TASK DESCRIPTION –
Report each line below that carries the word "Multiply".

DATA TO PROCESS –
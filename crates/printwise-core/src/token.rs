//! # Capability Tokens
//!
//! The opaque secret behind a quote's public share link. Holding the token is
//! the only authorization needed to view, approve or reject that one quote.
//!
//! ## Token Flow
//! ```text
//! ┌─────────────────────────────────────────────────────────────────────────┐
//! │  create_quote                                                           │
//! │     CapabilityToken::issue()   32 bytes OsRng ──► 64 lowercase hex      │
//! │     store: hash = token, hash_digest = sha256(token)                    │
//! │                                                                         │
//! │  GET /quotes/view/{presented}                                           │
//! │     CapabilityToken::parse()   wrong length/alphabet ──► not found      │
//! │     lookup by hash_digest      (indexed, equality on a digest)          │
//! │     stored.matches(presented)  constant-time compare                    │
//! │     TokenPolicy expiry         expired ──► not found                    │
//! └─────────────────────────────────────────────────────────────────────────┘
//! ```
//!
//! Tokens never appear in `Debug` output or logs.

use chrono::{DateTime, Duration, Utc};
use rand::rngs::OsRng;
use rand::RngCore;
use sha2::{Digest, Sha256};
use std::fmt;
use subtle::ConstantTimeEq;

/// Bytes of entropy per token.
pub const TOKEN_BYTES: usize = 32;

/// Rendered token length (hex, two characters per byte).
pub const TOKEN_LEN: usize = TOKEN_BYTES * 2;

/// Longest configurable token lifetime (about a century).
pub const MAX_TOKEN_TTL_DAYS: u32 = 36_500;

// =============================================================================
// Capability Token
// =============================================================================

#[derive(Clone, PartialEq, Eq)]
pub struct CapabilityToken(String);

impl CapabilityToken {
    /// Mints a fresh token from the OS CSPRNG.
    pub fn issue() -> Self {
        let mut bytes = [0u8; TOKEN_BYTES];
        OsRng.fill_bytes(&mut bytes);
        CapabilityToken(hex::encode(bytes))
    }

    /// Accepts a presented token if it is syntactically a token.
    ///
    /// Returns `None` for anything that could not have been issued here, so
    /// malformed input never reaches the database.
    ///
    /// ## Example
    /// ```rust
    /// use printwise_core::token::CapabilityToken;
    ///
    /// let token = CapabilityToken::issue();
    /// assert!(CapabilityToken::parse(token.as_str()).is_some());
    /// assert!(CapabilityToken::parse("not-a-token").is_none());
    /// ```
    pub fn parse(presented: &str) -> Option<Self> {
        let well_formed = presented.len() == TOKEN_LEN
            && presented
                .bytes()
                .all(|b| b.is_ascii_digit() || (b'a'..=b'f').contains(&b));

        well_formed.then(|| CapabilityToken(presented.to_string()))
    }

    /// Wraps a token read back from storage.
    pub fn from_stored(stored: String) -> Self {
        CapabilityToken(stored)
    }

    #[inline]
    pub fn as_str(&self) -> &str {
        &self.0
    }

    /// SHA-256 of the token, hex encoded. Used as the indexed lookup key.
    pub fn digest(&self) -> String {
        hex::encode(Sha256::digest(self.0.as_bytes()))
    }

    /// Constant-time comparison against another token.
    pub fn matches(&self, other: &CapabilityToken) -> bool {
        self.0.as_bytes().ct_eq(other.0.as_bytes()).into()
    }
}

impl fmt::Debug for CapabilityToken {
    fn fmt(&self, f: &mut fmt::Formatter<'_>) -> fmt::Result {
        f.write_str("CapabilityToken(<redacted>)")
    }
}

// =============================================================================
// Token Policy
// =============================================================================

/// Lifetime rule for newly issued tokens.
///
/// The default is unlimited, which keeps links that were already shared
/// working. A configured TTL stamps `token_expires_at` at creation.
#[derive(Debug, Clone, Copy, Default, PartialEq, Eq)]
pub struct TokenPolicy {
    ttl: Option<Duration>,
}

impl TokenPolicy {
    pub fn unlimited() -> Self {
        TokenPolicy { ttl: None }
    }

    pub fn with_ttl_days(days: u32) -> Self {
        TokenPolicy {
            ttl: Some(Duration::days(i64::from(days))),
        }
    }

    pub fn ttl(&self) -> Option<Duration> {
        self.ttl
    }

    /// Expiry for a token issued at `issued_at`, if any.
    ///
    /// An expiry past the end of the calendar is no expiry at all.
    pub fn expires_at(&self, issued_at: DateTime<Utc>) -> Option<DateTime<Utc>> {
        self.ttl.and_then(|ttl| issued_at.checked_add_signed(ttl))
    }
}

// =============================================================================
// Unit Tests
// =============================================================================
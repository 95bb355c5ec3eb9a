//! # Finishing Modifier Chain
//!
//! Applies finishing effects to a running unit price.
//!
//! ## Application Order
//! ```text
//! caller ids:  [7, 2, 7, 5]
//!                  │
//!                  ▼  sort ascending, collapse duplicates
//! chain:       [2, 5, 7]
//!                  │
//!                  ▼
//! price ─► f2 ─► f5 ─► f7 ─► price'
//!
//! is_multiplier  ⇒ price × price_factor
//! otherwise      ⇒ price + price_factor
//! ```
//!
//! Multiplication and addition do not commute, so the order is part of the
//! observable contract. It depends on the finishing ids only, never on the
//! order a caller listed them in.

use rust_decimal::Decimal;

use crate::catalog::Catalog;
use crate::error::{CoreError, CoreResult, ValidationError};
use crate::types::{Finishing, FinishingId, ProductFormat};

// =============================================================================
// Finishing Effect
// =============================================================================

/// What a single finishing does to the unit price.
#[derive(Debug, Clone, Copy, PartialEq, Eq)]
pub enum FinishingEffect {
    Multiply(Decimal),
    Add(Decimal),
}

impl FinishingEffect {
    /// Applies the effect, `None` when the result leaves `Decimal` range.
    #[inline]
    pub fn apply(self, price: Decimal) -> Option<Decimal> {
        match self {
            FinishingEffect::Multiply(factor) => price.checked_mul(factor),
            FinishingEffect::Add(amount) => price.checked_add(amount),
        }
    }
}

impl Finishing {
    pub fn effect(&self) -> FinishingEffect {
        if self.is_multiplier {
            FinishingEffect::Multiply(self.price_factor)
        } else {
            FinishingEffect::Add(self.price_factor)
        }
    }
}

/// Ascending, duplicate-free order of finishing ids.
pub fn canonical_order(ids: &[FinishingId]) -> Vec<FinishingId> {
    let mut ordered = ids.to_vec();
    ordered.sort_unstable();
    ordered.dedup();
    ordered
}

// =============================================================================
// Finishing Chain
// =============================================================================

/// Resolved finishings in application order.
#[derive(Debug, Clone, Default)]
pub struct FinishingChain<'a> {
    steps: Vec<&'a Finishing>,
}

impl<'a> FinishingChain<'a> {
    /// An empty chain, leaving the price untouched.
    pub fn empty() -> Self {
        FinishingChain { steps: Vec::new() }
    }

    /// Resolves `ids` against the catalog in canonical order.
    ///
    /// ## Errors
    /// `FinishingNotFound` for the first (lowest) id that does not resolve.
    pub fn resolve<C>(catalog: &'a C, ids: &[FinishingId]) -> CoreResult<Self>
    where
        C: Catalog + ?Sized,
    {
        let steps = canonical_order(ids)
            .into_iter()
            .map(|id| catalog.finishing(id).ok_or(CoreError::FinishingNotFound(id)))
            .collect::<CoreResult<Vec<_>>>()?;

        Ok(FinishingChain { steps })
    }

    /// Fails if any finishing in the chain cannot be used on `format`.
    pub fn ensure_applicable(&self, format: ProductFormat) -> Result<(), ValidationError> {
        if self.steps.iter().all(|f| f.applicability.allows(format)) {
            return Ok(());
        }

        Err(ValidationError::NotAllowed {
            field: "finishing_ids".to_string(),
            allowed: self
                .steps
                .iter()
                .filter(|f| f.applicability.allows(format))
                .map(|f| f.id.to_string())
                .collect(),
        })
    }

    /// Runs `price` through every effect in order, `None` on overflow.
    pub fn apply(&self, price: Decimal) -> Option<Decimal> {
        self.steps
            .iter()
            .try_fold(price, |running, finishing| finishing.effect().apply(running))
    }

    /// Ids in the order they were applied.
    pub fn ids(&self) -> Vec<FinishingId> {
        self.steps.iter().map(|f| f.id).collect()
    }

    pub fn finishings(&self) -> impl Iterator<Item = &'a Finishing> + '_ {
        self.steps.iter().copied()
    }

    pub fn is_empty(&self) -> bool {
        self.steps.is_empty()
    }
}

// =============================================================================
// Unit Tests
// =============================================================================

#[cfg(test)]
mod tests {
    use super::*;
    use crate::catalog::CatalogSnapshot;
    use crate::types::Applicability;

    fn finishing(id: i64, is_multiplier: bool, factor: Decimal, applicability: Applicability) -> Finishing {
        Finishing {
            id: FinishingId(id),
            name: format!("finishing-{id}"),
            is_multiplier,
            price_factor: factor,
            applicability,
            active: true,
        }
    }

    fn catalog() -> CatalogSnapshot {
        CatalogSnapshot::new()
            // ×1.5
            .with_finishing(finishing(1, true, Decimal::new(15, 1), Applicability::Both))
            // +2.00
            .with_finishing(finishing(2, false, Decimal::new(200, 2), Applicability::Both))
            // large only, +5.00
            .with_finishing(finishing(3, false, Decimal::new(5, 0), Applicability::Large))
    }

    #[test]
    fn test_canonical_order() {
        let ids = [FinishingId(7), FinishingId(2), FinishingId(7), FinishingId(5)];
        assert_eq!(
            canonical_order(&ids),
            vec![FinishingId(2), FinishingId(5), FinishingId(7)]
        );
    }

    #[test]
    fn test_order_independent_of_caller_order() {
        let catalog = catalog();
        let forward = FinishingChain::resolve(&catalog, &[FinishingId(1), FinishingId(2)]).unwrap();
        let reverse = FinishingChain::resolve(&catalog, &[FinishingId(2), FinishingId(1)]).unwrap();

        // 10 × 1.5 + 2 = 17, never (10 + 2) × 1.5 = 18
        assert_eq!(forward.apply(Decimal::TEN), Some(Decimal::new(17, 0)));
        assert_eq!(reverse.apply(Decimal::TEN), Some(Decimal::new(17, 0)));
        assert_eq!(forward.ids(), reverse.ids());
    }

    #[test]
    fn test_duplicates_apply_once() {
        let catalog = catalog();
        let chain =
            FinishingChain::resolve(&catalog, &[FinishingId(2), FinishingId(2)]).unwrap();
        assert_eq!(chain.apply(Decimal::TEN), Some(Decimal::new(12, 0)));
        assert_eq!(chain.ids(), vec![FinishingId(2)]);
    }

    #[test]
    fn test_unknown_finishing() {
        let catalog = catalog();
        let err = FinishingChain::resolve(&catalog, &[FinishingId(1), FinishingId(99)]).unwrap_err();
        assert!(matches!(err, CoreError::FinishingNotFound(FinishingId(99))));
    }

    #[test]
    fn test_empty_chain_is_identity() {
        assert_eq!(FinishingChain::empty().apply(Decimal::TEN), Some(Decimal::TEN));
        assert!(FinishingChain::resolve(&catalog(), &[]).unwrap().is_empty());
    }

    #[test]
    fn test_overflow_is_none() {
        let catalog = catalog();
        let chain = FinishingChain::resolve(&catalog, &[FinishingId(1), FinishingId(2)]).unwrap();
        assert_eq!(chain.apply(Decimal::MAX), None);
        assert_eq!(FinishingEffect::Add(Decimal::ONE).apply(Decimal::MAX), None);
        assert_eq!(
            FinishingEffect::Multiply(Decimal::new(15, 1)).apply(Decimal::MAX),
            None
        );
    }

    #[test]
    fn test_applicability() {
        let catalog = catalog();
        let chain = FinishingChain::resolve(&catalog, &[FinishingId(3), FinishingId(1)]).unwrap();
        assert!(chain.ensure_applicable(ProductFormat::Large).is_ok());

        let err = chain.ensure_applicable(ProductFormat::Small).unwrap_err();
        assert!(matches!(err, ValidationError::NotAllowed { ref field, .. } if field == "finishing_ids"));
    }
}
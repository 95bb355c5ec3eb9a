//! Error types for the Quote API.
//!
//! Every failure leaves the server as `{"code": "...", "message": "..."}`.
//!
//! ```text
//! ┌─────────────────────────────────────────────────────────────────────────┐
//! │  ErrorKind / source              HTTP   code                            │
//! │  ──────────────────────────────  ─────  ──────────────────────────────  │
//! │  NotFound                        404    NOT_FOUND                       │
//! │  Validation (incl. bad JSON)     400    VALIDATION_ERROR                │
//! │  JustificationRequired           422    JUSTIFICATION_REQUIRED          │
//! │  InvalidStateTransition          409    INVALID_STATE_TRANSITION        │
//! │  missing x-staff-id              401    UNAUTHORIZED                    │
//! │  storage failure                 500    INTERNAL_ERROR (detail logged)  │
//! └─────────────────────────────────────────────────────────────────────────┘
//! ```

use axum::extract::rejection::{JsonRejection, PathRejection, QueryRejection};
use axum::http::StatusCode;
use axum::response::{IntoResponse, Response};
use axum::Json;
use printwise_core::ErrorKind;
use printwise_db::ServiceError;
use serde::Serialize;
use tracing::error;

/// Wire shape of an error response.
#[derive(Debug, Serialize)]
pub struct ErrorBody {
    pub code: &'static str,
    pub message: String,
}

/// Quote API errors.
#[derive(Debug, thiserror::Error)]
#[error("{code}: {message}")]
pub struct ApiError {
    pub status: StatusCode,
    pub code: &'static str,
    pub message: String,
}

impl ApiError {
    pub fn new(status: StatusCode, code: &'static str, message: impl Into<String>) -> Self {
        ApiError {
            status,
            code,
            message: message.into(),
        }
    }

    pub fn unauthorized(message: impl Into<String>) -> Self {
        Self::new(StatusCode::UNAUTHORIZED, "UNAUTHORIZED", message)
    }

    pub fn validation(message: impl Into<String>) -> Self {
        Self::new(StatusCode::BAD_REQUEST, "VALIDATION_ERROR", message)
    }

    pub fn internal() -> Self {
        Self::new(
            StatusCode::INTERNAL_SERVER_ERROR,
            "INTERNAL_ERROR",
            "internal server error",
        )
    }
}

impl From<ServiceError> for ApiError {
    fn from(err: ServiceError) -> Self {
        let (status, code) = match err.kind() {
            Some(ErrorKind::NotFound) => (StatusCode::NOT_FOUND, "NOT_FOUND"),
            Some(ErrorKind::Validation) => (StatusCode::BAD_REQUEST, "VALIDATION_ERROR"),
            Some(ErrorKind::JustificationRequired) => {
                (StatusCode::UNPROCESSABLE_ENTITY, "JUSTIFICATION_REQUIRED")
            }
            Some(ErrorKind::InvalidStateTransition) => {
                (StatusCode::CONFLICT, "INVALID_STATE_TRANSITION")
            }
            None => {
                error!(error = %err, "Storage failure");
                return ApiError::internal();
            }
        };

        ApiError::new(status, code, err.to_string())
    }
}

impl From<JsonRejection> for ApiError {
    fn from(rejection: JsonRejection) -> Self {
        ApiError::validation(rejection.body_text())
    }
}

impl From<QueryRejection> for ApiError {
    fn from(rejection: QueryRejection) -> Self {
        ApiError::validation(rejection.body_text())
    }
}

impl From<PathRejection> for ApiError {
    fn from(rejection: PathRejection) -> Self {
        ApiError::validation(rejection.body_text())
    }
}

impl IntoResponse for ApiError {
    fn into_response(self) -> Response {
        (
            self.status,
            Json(ErrorBody {
                code: self.code,
                message: self.message,
            }),
        )
            .into_response()
    }
}

pub type ApiResult<T> = Result<T, ApiError>;

#[cfg(test)]
mod tests {
    use super::*;
    use printwise_core::{CoreError, QuoteAction, QuoteStatus, ValidationError};
    use printwise_db::DbError;

    #[test]
    fn test_status_mapping() {
        let cases: Vec<(ServiceError, StatusCode, &str)> = vec![
            (
                CoreError::QuoteNotFound("7".into()).into(),
                StatusCode::NOT_FOUND,
                "NOT_FOUND",
            ),
            (
                ValidationError::MustBePositive {
                    field: "quantity".into(),
                }
                .into(),
                StatusCode::BAD_REQUEST,
                "VALIDATION_ERROR",
            ),
            (
                CoreError::InvalidStateTransition {
                    from: QuoteStatus::Approved,
                    action: QuoteAction::Approve,
                }
                .into(),
                StatusCode::CONFLICT,
                "INVALID_STATE_TRANSITION",
            ),
        ];

        for (err, status, code) in cases {
            let api = ApiError::from(err);
            assert_eq!(api.status, status);
            assert_eq!(api.code, code);
        }
    }

    #[test]
    fn test_storage_detail_is_hidden() {
        let err: ServiceError = DbError::QueryFailed("disk I/O error at /var/lib".into()).into();
        let api = ApiError::from(err);

        assert_eq!(api.status, StatusCode::INTERNAL_SERVER_ERROR);
        assert!(!api.message.contains("/var/lib"));
    }
}
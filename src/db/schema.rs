use anyhow::{Context, Result};
use rusqlite::{Connection, OptionalExtension};

struct Migration {
    version: &'static str,
    name: &'static str,
    sql: &'static str,
}

const MIGRATIONS: &[Migration] = &[Migration {
    version: "001",
    name: "initial",
    sql: include_str!("migrations/001_initial.sql"),
}];

/// Bring the schema up to date. Each pending migration runs in its own
/// transaction together with its `schema_migrations` row.
pub fn run_migrations(conn: &Connection) -> Result<()> {
    conn.execute_batch(
        "CREATE TABLE IF NOT EXISTS schema_migrations (
            version TEXT PRIMARY KEY,
            name TEXT NOT NULL,
            applied_at TEXT NOT NULL
        )",
    )
    .context("Failed to create schema_migrations table")?;

    for migration in MIGRATIONS.iter() {
        if is_applied(conn, migration.version)? {
            continue;
        }

        tracing::info!(version = migration.version, name = migration.name, "Applying migration");
        let tx = conn.unchecked_transaction()?;
        tx.execute_batch(migration.sql)
            .with_context(|| format!("Migration {} ({}) failed", migration.version, migration.name))?;
        tx.execute(
            "INSERT INTO schema_migrations (version, name, applied_at) VALUES (?, ?, ?)",
            (
                migration.version,
                migration.name,
                chrono::Utc::now().to_rfc3339(),
            ),
        )?;
        tx.commit()?;
    }

    Ok(())
}

fn is_applied(conn: &Connection, version: &str) -> Result<bool> {
    let found = conn
        .query_row(
            "SELECT 1 FROM schema_migrations WHERE version = ?",
            [version],
            |_| Ok(()),
        )
        .optional()?;
    Ok(found.is_some())
}

#[cfg(test)]
mod tests {
    use super::*;

    fn versions(conn: &Connection) -> Vec<String> {
        let mut stmt = conn
            .prepare("SELECT version FROM schema_migrations ORDER BY version")
            .unwrap();
        stmt.query_map([], |row| row.get(0))
            .unwrap()
            .collect::<Result<Vec<String>, _>>()
            .unwrap()
    }

    #[test]
    fn fresh_database_gets_log_table() {
        let conn = Connection::open_in_memory().unwrap();
        run_migrations(&conn).unwrap();

        let count: i32 = conn
            .query_row(
                "SELECT COUNT(*) FROM sqlite_master WHERE type='table' AND name='pipeline_logs'",
                [],
                |row| row.get(0),
            )
            .unwrap();
        assert_eq!(count, 1);
        assert_eq!(versions(&conn), vec!["001"]);
    }

    #[test]
    fn rerunning_applies_nothing_twice() {
        let conn = Connection::open_in_memory().unwrap();
        run_migrations(&conn).unwrap();
        run_migrations(&conn).unwrap();

        assert_eq!(versions(&conn), vec!["001"]);
        assert!(is_applied(&conn, "001").unwrap());
        assert!(!is_applied(&conn, "002").unwrap());
    }
}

RESPONSE TO THE EXERCISE –
    Multiply(Decimal),
            FinishingEffect::Multiply(factor) => price.checked_mul(factor),
            FinishingEffect::Multiply(self.price_factor)
            FinishingEffect::Multiply(Decimal::new(15, 1)).apply(Decimal::MAX),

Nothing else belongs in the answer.